Sabendo que em microescala algumas propriedades bizarras aparecem, engenheiros e demais pesquisadores pensam no que os microfluidos e suas propriedades físicas e químicas podem ajudar. Bem, o dr. Samuel K. Sia, professor assistente de engenharia biomédica na Universidade de Columbia, teve uma ideia. Que tal se usar as propriedades dos microfluidos na construção de um chip que equivaleria a todo um laboratório de análises clínicas ou, quando muito, poder fazer exames de sangue de forma facilmente transportável?

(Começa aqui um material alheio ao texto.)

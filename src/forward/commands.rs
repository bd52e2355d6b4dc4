// Copyright (c) 2025 Fabstir
// SPDX-License-Identifier: BUSL-1.1
//! Operator command parsing and dispatch
//!
//! Turning replies into chat messages is left to the caller.

use std::sync::Arc;
use tracing::{error, info};

use super::config::OperatorId;
use super::controller::{CommittedPage, ForwardController};
use super::session::ForwardError;
use crate::history::HistoryCache;

/// A recognised operator command
#[derive(Debug, Clone, PartialEq, Eq)]
pub enum OperatorCommand {
    ForwardStart { title: String, tags: String },
    ForwardContinue,
    ForwardEnd,
    Delete { key: String },
}

impl OperatorCommand {
    /// Parse a chat message; `None` when it is not an operator command
    ///
    /// A `@botname` suffix on the command word is ignored.
    pub fn parse(text: &str) -> Option<Self> {
        let text = text.trim();
        if !text.starts_with('/') {
            return None;
        }

        let (word, rest) = match text.find(char::is_whitespace) {
            Some(idx) => (&text[..idx], text[idx..].trim()),
            None => (text, ""),
        };
        let command = word.split('@').next().unwrap_or(word);

        match command {
            "/forward_start" => {
                let (title, tags) = parse_start_text(rest);
                Some(OperatorCommand::ForwardStart { title, tags })
            }
            "/forward_continue" => Some(OperatorCommand::ForwardContinue),
            "/forward_end" => Some(OperatorCommand::ForwardEnd),
            "/delete" => Some(OperatorCommand::Delete {
                key: rest.split_whitespace().next().unwrap_or("").to_string(),
            }),
            _ => None,
        }
    }
}

/// Split start text at the first `#` into a title and a tag string
///
/// `"Sunset set #sky #clouds"` gives `("Sunset set", "#sky #clouds")`.
pub fn parse_start_text(raw: &str) -> (String, String) {
    let raw = raw.trim();
    match raw.find('#') {
        Some(idx) => (raw[..idx].trim().to_string(), raw[idx..].trim().to_string()),
        None => (raw.to_string(), String::new()),
    }
}

/// Typed result of handling one command
#[derive(Debug)]
pub enum CommandReply {
    Started {
        base_id: String,
        title: String,
        tags: String,
    },
    PageCommitted {
        page: CommittedPage,
        next_page: u32,
    },
    Ended {
        final_page: Option<CommittedPage>,
        final_error: Option<String>,
    },
    NoActiveSession,
    Deleted {
        key: String,
    },
    Rejected(ForwardError),
    Failed(String),
    Usage(&'static str),
}

/// Dispatches operator commands to the forward controller and the history
pub struct OperatorConsole {
    controller: Arc<ForwardController>,
    cache: Arc<HistoryCache>,
}

impl OperatorConsole {
    pub fn new(controller: Arc<ForwardController>, cache: Arc<HistoryCache>) -> Self {
        Self { controller, cache }
    }

    /// Handle one message from `operator`
    ///
    /// Returns `None` for text that is not a command. `origin_id` is the id
    /// of the message carrying the command.
    pub async fn handle(
        &self,
        operator: OperatorId,
        origin_id: Option<i64>,
        text: &str,
    ) -> Option<CommandReply> {
        let command = OperatorCommand::parse(text)?;
        if let Err(e) = self.controller.authorize(operator) {
            return Some(CommandReply::Rejected(e));
        }

        let reply = match command {
            OperatorCommand::ForwardStart { title, tags } => {
                match self.controller.start(operator, &title, &tags, origin_id).await {
                    Ok(session) => CommandReply::Started {
                        base_id: session.base_id().to_string(),
                        title,
                        tags,
                    },
                    Err(e) => CommandReply::Rejected(e),
                }
            }
            OperatorCommand::ForwardContinue => {
                if !self.controller.snapshot().await.is_active() {
                    return Some(CommandReply::NoActiveSession);
                }
                match self.controller.continue_session(operator).await {
                    Ok(page) => CommandReply::PageCommitted {
                        next_page: page.page + 1,
                        page,
                    },
                    Err(ForwardError::Publish(e)) => CommandReply::Failed(e.to_string()),
                    Err(e) => CommandReply::Rejected(e),
                }
            }
            OperatorCommand::ForwardEnd => match self.controller.end(operator).await {
                Ok(end) if !end.was_active => CommandReply::NoActiveSession,
                Ok(end) => CommandReply::Ended {
                    final_page: end.final_page,
                    final_error: end.final_error.map(|e| e.to_string()),
                },
                Err(e) => CommandReply::Rejected(e),
            },
            OperatorCommand::Delete { key } if key.is_empty() => {
                CommandReply::Usage("/delete <key>")
            }
            OperatorCommand::Delete { key } => match self.cache.delete(&key).await {
                Ok(()) => {
                    info!("{} deleted {}", operator, key);
                    CommandReply::Deleted { key }
                }
                Err(e) => {
                    error!("Delete of {} failed: {}", key, e);
                    CommandReply::Failed(e.to_string())
                }
            },
        };
        Some(reply)
    }
}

O bom doutor não só pensou a respeito como conseguiu um equipamento que serve de laboratório, pronto para executar exames complexos; onde um chip à base de microfluidos — ou MChip, como ele mesmo chamou — é responsável por tudo. Ele e seus colaboradores publicaram um artigo no periódico Nature.

Sia e sua equipe ralaram peito pros cafundós do Inferno, lá onde não venta, pois o vento fez a curva uns 100 km antes, onde até encontraram um par de meias e descobriram ser de Judas, já sem as botas. O lugar escolhido foi Ruanda, um lugar lindo e maravilhoso, mas aonde ninguém quer ir. Os testes estão sendo realizados lá há 4 ANOS(!) com o auxílio de algumas ONG. O que é necessário para o teste? Apenas uma picada no dedo para coletar uma gota de sangue. Just that!

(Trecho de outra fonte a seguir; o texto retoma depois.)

// Copyright (c) 2025 Fabstir
// SPDX-License-Identifier: BUSL-1.1
//! getUpdates loop
//!
//! Updates are handled one at a time, in order. The offset only moves past
//! an update once it has been handled, so updates left over at shutdown are
//! delivered again on the next start.

use std::sync::Arc;
use std::time::Duration;
use tokio_util::sync::CancellationToken;
use tracing::{debug, info, warn};

use super::config::IntakeConfig;
use super::dispatcher::UpdateDispatcher;
use super::BotApi;
use crate::channel::ChannelError;
use crate::sources::wait_or_cancel;

/// Poll `bot` for updates until `cancel` fires; returns the next offset
pub async fn run_intake(
    bot: Arc<dyn BotApi>,
    dispatcher: Arc<UpdateDispatcher>,
    config: IntakeConfig,
    cancel: CancellationToken,
) -> i64 {
    info!("Update intake started");
    let mut offset = 0;

    'poll: while !cancel.is_cancelled() {
        let result = tokio::select! {
            _ = cancel.cancelled() => break,
            result = bot.get_updates(offset, config.poll_timeout_secs) => result,
        };

        let updates = match result {
            Ok(updates) => updates,
            Err(e) => {
                let wait = match &e {
                    ChannelError::RateLimited { retry_after_secs } => {
                        config.retry_delay.max(Duration::from_secs(*retry_after_secs))
                    }
                    _ => config.retry_delay,
                };
                warn!("getUpdates failed: {}, retrying in {:?}", e, wait);
                if !wait_or_cancel(&cancel, wait).await {
                    break;
                }
                continue;
            }
        };

        for update in updates {
            if cancel.is_cancelled() {
                break 'poll;
            }
            offset = offset.max(update.update_id + 1);

            let Some(message) = update.message else {
                continue;
            };
            let Some(reply) = dispatcher.dispatch(&message).await else {
                continue;
            };

            debug!("Replying to message {} in {}", message.message_id, message.chat.id);
            if let Err(e) = bot
                .send_message(message.chat.id, &reply, Some(message.message_id))
                .await
            {
                warn!("Reply to message {} failed: {}", message.message_id, e);
            }
        }
    }

    info!("Update intake stopped at offset {}", offset);
    offset
}
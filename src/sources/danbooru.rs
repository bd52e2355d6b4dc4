// Copyright (c) 2025 Fabstir
// SPDX-License-Identifier: BUSL-1.1
//! Danbooru source
//!
//! Keys are `danbooru_<post id>`. Video and archive posts are skipped.

use async_trait::async_trait;
use bytes::Bytes;
use reqwest::{Client, RequestBuilder};
use serde::Deserialize;
use std::time::Duration;
use tracing::{debug, info, warn};

use super::config::DanbooruConfig;
use super::http::{build_client, fetch_bytes, fetch_json};
use super::types::{hashtags, CandidateStub, SourceError};
use super::CandidateSource;

pub const SOURCE_TAG: &str = "danbooru";

const SKIPPED_EXTENSIONS: [&str; 4] = ["mp4", "webm", "zip", "swf"];

#[derive(Debug, Clone, Deserialize)]
pub struct DanbooruPost {
    pub id: u64,
    #[serde(default)]
    pub image_width: u32,
    #[serde(default)]
    pub image_height: u32,
    #[serde(default)]
    pub tag_string: String,
    #[serde(default)]
    pub file_url: Option<String>,
    #[serde(default)]
    pub large_file_url: Option<String>,
    #[serde(default)]
    pub file_ext: String,
}

impl DanbooruPost {
    /// Posts without files or with non-image payloads are not publishable
    pub fn is_publishable(&self) -> bool {
        let has_files = self.file_url.as_deref().is_some_and(|u| !u.is_empty())
            && self.large_file_url.as_deref().is_some_and(|u| !u.is_empty());
        let ext = self.file_ext.to_lowercase();
        has_files && !SKIPPED_EXTENSIONS.contains(&ext.as_str())
    }

    pub fn to_stub(&self) -> Option<CandidateStub> {
        if !self.is_publishable() {
            return None;
        }
        Some(CandidateStub {
            key: format!("danbooru_{}", self.id),
            source_tag: SOURCE_TAG.to_string(),
            download_url: self.file_url.clone()?,
            width: self.image_width,
            height: self.image_height,
            caption: format!("Danbooru: {}\nTags: {}", self.id, hashtags(&self.tag_string)),
            tags: self.tag_string.clone(),
        })
    }
}

pub struct DanbooruSource {
    client: Client,
    config: DanbooruConfig,
}

impl DanbooruSource {
    pub fn new(config: DanbooruConfig) -> Result<Self, SourceError> {
        let client = build_client(config.timeout_secs)?;
        if config.credentials().is_some() {
            info!("Danbooru API key enabled");
        } else {
            warn!("Danbooru API key missing, requests may be blocked");
        }
        Ok(Self { client, config })
    }

    fn authorized(&self, request: RequestBuilder) -> RequestBuilder {
        match self.config.credentials() {
            Some((user, key)) => request.basic_auth(user, Some(key)),
            None => request,
        }
    }
}

#[async_trait]
impl CandidateSource for DanbooruSource {
    fn name(&self) -> &'static str {
        SOURCE_TAG
    }

    fn interval(&self) -> Duration {
        self.config.interval
    }

    async fn discover(&self) -> Result<Vec<CandidateStub>, SourceError> {
        let url = format!("{}/posts.json", self.config.api_base.trim_end_matches('/'));
        let request = self.authorized(self.client.get(url).query(&[
            ("limit", self.config.limit.to_string()),
            ("tags", self.config.tags.clone()),
        ]));

        let posts: Vec<DanbooruPost> = fetch_json(request, self.config.timeout_secs).await?;
        let stubs: Vec<CandidateStub> = posts.iter().filter_map(DanbooruPost::to_stub).collect();
        debug!(
            "Danbooru discovered {} candidates from {} posts",
            stubs.len(),
            posts.len()
        );
        Ok(stubs)
    }

    async fn download(&self, stub: &CandidateStub) -> Result<Bytes, SourceError> {
        let request = self.authorized(self.client.get(&stub.download_url));
        fetch_bytes(request, self.config.timeout_secs).await
    }
}
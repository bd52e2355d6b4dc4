// Copyright (c) 2025 Fabstir
// SPDX-License-Identifier: BUSL-1.1
//! Deduplication history
//!
//! Tracks which source-namespaced keys have been published:
//! - local key set rebuilt from the store at startup
//! - remote existence check on local miss, failing open by default
//! - commit through insert-if-absent writes
//! - debounced push of the key list back to the store

pub mod cache;
pub mod config;

pub use cache::{FlushOutcome, HistoryCache, HistoryStats};
pub use config::HistoryConfig;
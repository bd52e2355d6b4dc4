// Copyright (c) 2025 Fabstir
// SPDX-License-Identifier: BUSL-1.1
//! Configuration for the source pollers

use std::time::Duration;

use crate::config::env_var;

fn env_parse<T: std::str::FromStr>(key: &str, default: T) -> T {
    env_var(key).and_then(|v| v.trim().parse().ok()).unwrap_or(default)
}

#[derive(Debug, Clone)]
pub struct YandeConfig {
    pub api_base: String,
    /// Posts per poll; zero disables the source
    pub limit: u32,
    pub tags: String,
    pub interval: Duration,
    pub timeout_secs: u64,
    /// Originals at or above this size are fetched as samples instead
    pub max_file_bytes: u64,
    /// Expand posts with a parent into their whole set
    pub follow_family: bool,
    /// Cap on posts taken from one set
    pub max_family: usize,
}

impl YandeConfig {
    pub fn from_env() -> Self {
        let defaults = Self::default();
        Self {
            api_base: env_var("YANDE_API_BASE").unwrap_or(defaults.api_base),
            limit: env_parse("YANDE_LIMIT", defaults.limit),
            tags: env_var("YANDE_TAGS").unwrap_or(defaults.tags),
            interval: Duration::from_secs(60 * env_parse("YANDE_INTERVAL_MINS", 180u64)),
            ..defaults
        }
    }

    pub fn enabled(&self) -> bool {
        self.limit > 0
    }
}

impl Default for YandeConfig {
    fn default() -> Self {
        Self {
            api_base: "https://yande.re".to_string(),
            limit: 1,
            tags: "order:random".to_string(),
            interval: Duration::from_secs(180 * 60),
            timeout_secs: 90,
            max_file_bytes: 13 * 1024 * 1024,
            follow_family: true,
            max_family: 10,
        }
    }
}

#[derive(Debug, Clone)]
pub struct DanbooruConfig {
    pub api_base: String,
    pub tags: String,
    /// Posts per poll; zero disables the source
    pub limit: u32,
    pub username: Option<String>,
    pub api_key: Option<String>,
    pub interval: Duration,
    pub timeout_secs: u64,
}

impl DanbooruConfig {
    pub fn from_env() -> Self {
        let defaults = Self::default();
        Self {
            api_base: env_var("DANBOORU_API_BASE").unwrap_or(defaults.api_base),
            tags: env_var("DANBOORU_TAGS").unwrap_or_default(),
            limit: env_parse("DANBOORU_LIMIT", defaults.limit),
            username: env_var("DANBOORU_USERNAME").filter(|v| !v.is_empty()),
            api_key: env_var("DANBOORU_API_KEY").filter(|v| !v.is_empty()),
            interval: Duration::from_secs(60 * env_parse("DANBOORU_INTERVAL_MINS", 60u64)),
            timeout_secs: defaults.timeout_secs,
        }
    }

    /// Danbooru only runs with a tag query and a positive limit
    pub fn enabled(&self) -> bool {
        !self.tags.trim().is_empty() && self.limit > 0
    }

    pub fn credentials(&self) -> Option<(&str, &str)> {
        match (&self.username, &self.api_key) {
            (Some(user), Some(key)) => Some((user.as_str(), key.as_str())),
            _ => None,
        }
    }
}

impl Default for DanbooruConfig {
    fn default() -> Self {
        Self {
            api_base: "https://danbooru.donmai.us".to_string(),
            tags: String::new(),
            limit: 1,
            username: None,
            api_key: None,
            interval: Duration::from_secs(60 * 60),
            timeout_secs: 60,
        }
    }
}

#[derive(Debug, Clone)]
pub struct SourcesConfig {
    pub yande: YandeConfig,
    pub danbooru: DanbooruConfig,
    /// Pause after each published item
    pub item_delay: Duration,
    /// Wait after a failed discovery before trying again
    pub retry_delay: Duration,
}

impl SourcesConfig {
    /// Load configuration from environment variables
    pub fn from_env() -> Self {
        Self {
            yande: YandeConfig::from_env(),
            danbooru: DanbooruConfig::from_env(),
            item_delay: Duration::from_secs(env_parse("ITEM_DELAY_SECS", 3u64)),
            retry_delay: Duration::from_secs(60),
        }
    }

    /// Validate the configuration
    pub fn validate(&self) -> Result<(), String> {
        if self.yande.enabled() && self.yande.interval.is_zero() {
            return Err("Yande interval must be greater than 0".to_string());
        }
        if self.yande.limit > 100 {
            return Err(format!("Yande limit {} exceeds 100", self.yande.limit));
        }
        if self.danbooru.enabled() && self.danbooru.interval.is_zero() {
            return Err("Danbooru interval must be greater than 0".to_string());
        }
        if self.danbooru.limit > 200 {
            return Err(format!("Danbooru limit {} exceeds 200", self.danbooru.limit));
        }
        if self.danbooru.username.is_some() != self.danbooru.api_key.is_some() {
            return Err("Danbooru username and API key must be set together".to_string());
        }
        Ok(())
    }
}

impl Default for SourcesConfig {
    fn default() -> Self {
        Self {
            yande: YandeConfig::default(),
            danbooru: DanbooruConfig::default(),
            item_delay: Duration::from_secs(3),
            retry_delay: Duration::from_secs(60),
        }
    }
}
// Copyright (c) 2025 Fabstir
// SPDX-License-Identifier: BUSL-1.1
pub mod channel;
pub mod cli;
pub mod config;
pub mod forward;
pub mod history;
pub mod intake;
pub mod publish;
pub mod sources;
pub mod store;
pub mod transform;
pub mod version;

// Re-export main types
pub use channel::{AssetKind, AssetRef, ChannelError, OutgoingAsset, OutputChannel};
pub use config::{ConfigError, RelayConfig};
pub use forward::{ForwardController, ForwardError, ForwardSession, ForwardState, OperatorId};
pub use history::{FlushOutcome, HistoryCache};
pub use publish::{CandidateItem, PublishError, PublishOutcome, PublishPipeline};
pub use sources::{CandidateSource, CandidateStub, SourceError};
pub use store::{HistoryRecord, PersistentStore, StoreError};
pub use transform::{transform, TransformConfig, TransformError, TransformOutput};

O ensaio reproduz fielmente todas as etapas do ELISA (Enzyme-linked Immunosorbent Assay), um teste imunoenzimático que emprega a análise de anticorpos afim de identificar doenças que induzem a produção de imunoglobulinas, desde AIDS a qualquer outra infecçãozinha tida como mequetrefe (e qualquer infecção mequetrefe naquelas bandas é capaz de matar). A vantagem sobre o ELISA é a rapidez no resultado do exame e o menor custo do material envolvido. De acordo com os pesquisadores, os testes com o MChip em centenas de locais coletadas amostras humanas forneceu bons resultados, usando apenas 1 mL de sanguee identificando desde HIV até sífilis.

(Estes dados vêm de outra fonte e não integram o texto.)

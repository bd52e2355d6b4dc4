// Copyright (c) 2025 Fabstir
// SPDX-License-Identifier: BUSL-1.1
//! Configuration for the forward session and operator commands

use serde::{Deserialize, Serialize};
use std::fmt;
use tracing::warn;

use crate::config::{env_var, split_list};

/// Identity of a command sender (a Telegram user id)
#[derive(Debug, Clone, Copy, PartialEq, Eq, Hash, Serialize, Deserialize)]
pub struct OperatorId(pub i64);

impl fmt::Display for OperatorId {
    fn fmt(&self, f: &mut fmt::Formatter<'_>) -> fmt::Result {
        write!(f, "{}", self.0)
    }
}

#[derive(Debug, Clone)]
pub struct ForwardConfig {
    /// Identities allowed to drive the forward session and issue deletes
    pub operators: Vec<OperatorId>,
    /// Caption title used when the operator gave none
    pub default_title: String,
    /// Source tag stored with manually forwarded records
    pub source_tag: String,
}

impl ForwardConfig {
    /// Load configuration from environment variables
    pub fn from_env() -> Self {
        let mut operators = Vec::new();
        for raw in env_var("OPERATOR_IDS").map(|v| split_list(&v)).unwrap_or_default() {
            match raw.parse::<i64>() {
                Ok(id) => operators.push(OperatorId(id)),
                Err(_) => warn!("Ignoring invalid operator id {:?}", raw),
            }
        }

        let defaults = Self::default();
        Self {
            operators,
            default_title: env_var("FORWARD_DEFAULT_TITLE").unwrap_or(defaults.default_title),
            source_tag: defaults.source_tag,
        }
    }

    /// Validate the configuration
    pub fn validate(&self) -> Result<(), String> {
        if self.default_title.trim().is_empty() {
            return Err("Default forward title cannot be empty".to_string());
        }
        if self.operators.is_empty() {
            warn!("No operators configured, forward commands will be rejected");
        }
        Ok(())
    }

    pub fn is_operator(&self, operator: OperatorId) -> bool {
        self.operators.contains(&operator)
    }
}

impl Default for ForwardConfig {
    fn default() -> Self {
        Self {
            operators: Vec::new(),
            default_title: "MtcACG:TG".to_string(),
            source_tag: "TG-Forward".to_string(),
        }
    }
}
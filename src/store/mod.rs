// Copyright (c) 2025 Fabstir
// SPDX-License-Identifier: BUSL-1.1
//! Persistent store adapter
//!
//! The history cache only depends on the narrow contract below:
//! - point existence query
//! - insert-if-absent write of a [`HistoryRecord`]
//! - delete by key
//! - bulk read/write of the published key list
//!
//! [`D1Store`] talks to Cloudflare D1 and the key-list worker; [`MockStore`]
//! is an in-memory backend with the same insert-if-absent semantics.

pub mod config;
pub mod d1;
pub mod mock;
pub mod types;

use async_trait::async_trait;

pub use config::StoreConfig;
pub use d1::D1Store;
pub use mock::MockStore;
pub use types::{Existence, HistoryRecord, InsertOutcome, StoreError};

/// Remote store of committed history records
#[async_trait]
pub trait PersistentStore: Send + Sync {
    /// Ask whether a record exists for `key`
    async fn exists(&self, key: &str) -> Result<Existence, StoreError>;

    /// Write `record` unless a record with the same key already exists
    async fn insert_if_absent(&self, record: &HistoryRecord) -> Result<InsertOutcome, StoreError>;

    /// Remove the record for `key`
    async fn delete(&self, key: &str) -> Result<(), StoreError>;

    /// Read the full list of published keys
    async fn read_key_list(&self) -> Result<Vec<String>, StoreError>;

    /// Overwrite the remote list of published keys
    async fn write_key_list(&self, keys: &[String]) -> Result<(), StoreError>;

    /// Backend name for logging
    fn name(&self) -> &'static str;
}
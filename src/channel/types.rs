// Copyright (c) 2025 Fabstir
// SPDX-License-Identifier: BUSL-1.1
//! Assets sent to the output channel

use bytes::Bytes;
use serde::{Deserialize, Serialize};
use std::fmt;
use thiserror::Error;

/// Opaque handle the channel returns for a sent asset
///
/// Can be sent again to re-reference the same blob without re-uploading.
#[derive(Debug, Clone, PartialEq, Eq, Hash, Serialize, Deserialize)]
#[serde(transparent)]
pub struct AssetRef(String);

impl AssetRef {
    pub fn new(id: impl Into<String>) -> Self {
        Self(id.into())
    }

    pub fn as_str(&self) -> &str {
        &self.0
    }

    pub fn into_string(self) -> String {
        self.0
    }
}

impl fmt::Display for AssetRef {
    fn fmt(&self, f: &mut fmt::Formatter<'_>) -> fmt::Result {
        f.write_str(&self.0)
    }
}

/// How the channel should present an asset
#[derive(Debug, Clone, Copy, PartialEq, Eq)]
pub enum AssetKind {
    /// Inline, recompressed by the channel; used for previews
    Photo,
    /// Sent as a file, byte for byte; used for originals
    Document,
}

/// What to send
#[derive(Debug, Clone)]
pub enum AssetPayload {
    /// Upload new bytes under `filename`
    Upload { bytes: Bytes, filename: String },
    /// Re-send a blob the channel already holds
    Existing(AssetRef),
}

/// One asset ready to be sent
#[derive(Debug, Clone)]
pub struct OutgoingAsset {
    pub kind: AssetKind,
    pub payload: AssetPayload,
    pub caption: String,
}

impl OutgoingAsset {
    pub fn upload(
        kind: AssetKind,
        bytes: impl Into<Bytes>,
        filename: impl Into<String>,
        caption: impl Into<String>,
    ) -> Self {
        Self {
            kind,
            payload: AssetPayload::Upload {
                bytes: bytes.into(),
                filename: filename.into(),
            },
            caption: caption.into(),
        }
    }

    pub fn existing(kind: AssetKind, asset: AssetRef, caption: impl Into<String>) -> Self {
        Self {
            kind,
            payload: AssetPayload::Existing(asset),
            caption: caption.into(),
        }
    }

    /// Payload size in bytes, zero for re-referenced assets
    pub fn upload_len(&self) -> usize {
        match &self.payload {
            AssetPayload::Upload { bytes, .. } => bytes.len(),
            AssetPayload::Existing(_) => 0,
        }
    }
}

/// Errors returned by output channels
#[derive(Debug, Error)]
pub enum ChannelError {
    #[error("Network error: {0}")]
    Network(String),

    #[error("Channel request timed out after {timeout_secs}s")]
    Timeout { timeout_secs: u64 },

    #[error("Rate limited, retry after {retry_after_secs}s")]
    RateLimited { retry_after_secs: u64 },

    #[error("Channel rejected asset: {status} - {description}")]
    Rejected { status: u16, description: String },

    #[error("Malformed channel response: {0}")]
    Malformed(String),
}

Sia espera usar a MChip para ajudar as gestantes ruandezas (sim, tem maluco lá que insiste em ter filhos naquele fim-de-mundo). O problema dessas gestantes é que muitas são portadores do HIV e de outras doenças sexualmente transmissíveis; como vivem muito longe de qualquer posto médico, ouso do MChip facilitará as coisas, onde os médicos e agentes de saúde poderão diagnosticar no próprio local onde as pacientes moram, encaminhando-as para um hospital se for o caso.

Uma versão do MChip preparado para diagnosticar câncer de próstata também já existe e está sendo usado na Europa. E do jeito que as coisas vão, em breve o imenso laboratório com técnicos andando pra lá e pra cá, gastando muito dinheiro com equipamentos e reagentes serão coisa do passado. O dinheiro economizado aí poderá ser usado no desenvolvimento de tecnologias mais baratas, mais eficazes e mais simples de serem operados, além de poderem ser usados desde as regiões montanhosas do Tibet, até bases na Antártida ou ainda naquele buraco no interior da Amazônia.

9 comentários em “Microfluidos permitem exame de sangue com laboratório num único chip

  1. Quem sabe assim a tecnologia vista no CSI se torne realidade (algumas coisas são). Isso sim é dinheiro muito bem investido. :)

    PS: será que um dia o exame de toque será desnecessário? :shock: :mrgreen:

  2. Já vi tudo…
    Vai ter um monte de gente dizendo que esse chip é coisa do demo, que tem 666 escrito e coisas assim…

    Mas, é uma tecnologia legal e acredito que possa trazer muitos benefícios, principalmente no combate a AIDS em regiões mais pobres, como ficou claro no artigo.
    Suponho também que essa inovação abrirá caminho para outras inovações médicas.

  3. Eu achava que microfluido era apenas um fluido muito pequeno… E não algo tão complexo (poderia transcrever a wikipedia, Britannica ou Barsa, mas seria desnecessário)… Não sei o que é mais incrível, o assunto microfluido ou a ideia do Dr. Samuel.

    Bem que poderia haver um outro modelo do MChip que fosse capaz de verificar doenças genéticas. Digo isso porque recentemente uma amiga precisou fazer tantos exames médicos para descobrir a causa de um problema de saúde que em um dos exames foi preciso 8 ampolas de amostra. O Mchip pode não reduzir drásticamente esse exemplo, mas qualquer ajuda no caso para descobrir mais rápido a doença, já é uma grande ajuda.

    Btw André, poderia reescrever a sentença final do 10º parágrafo? :/ acho que está faltando alguma palavra.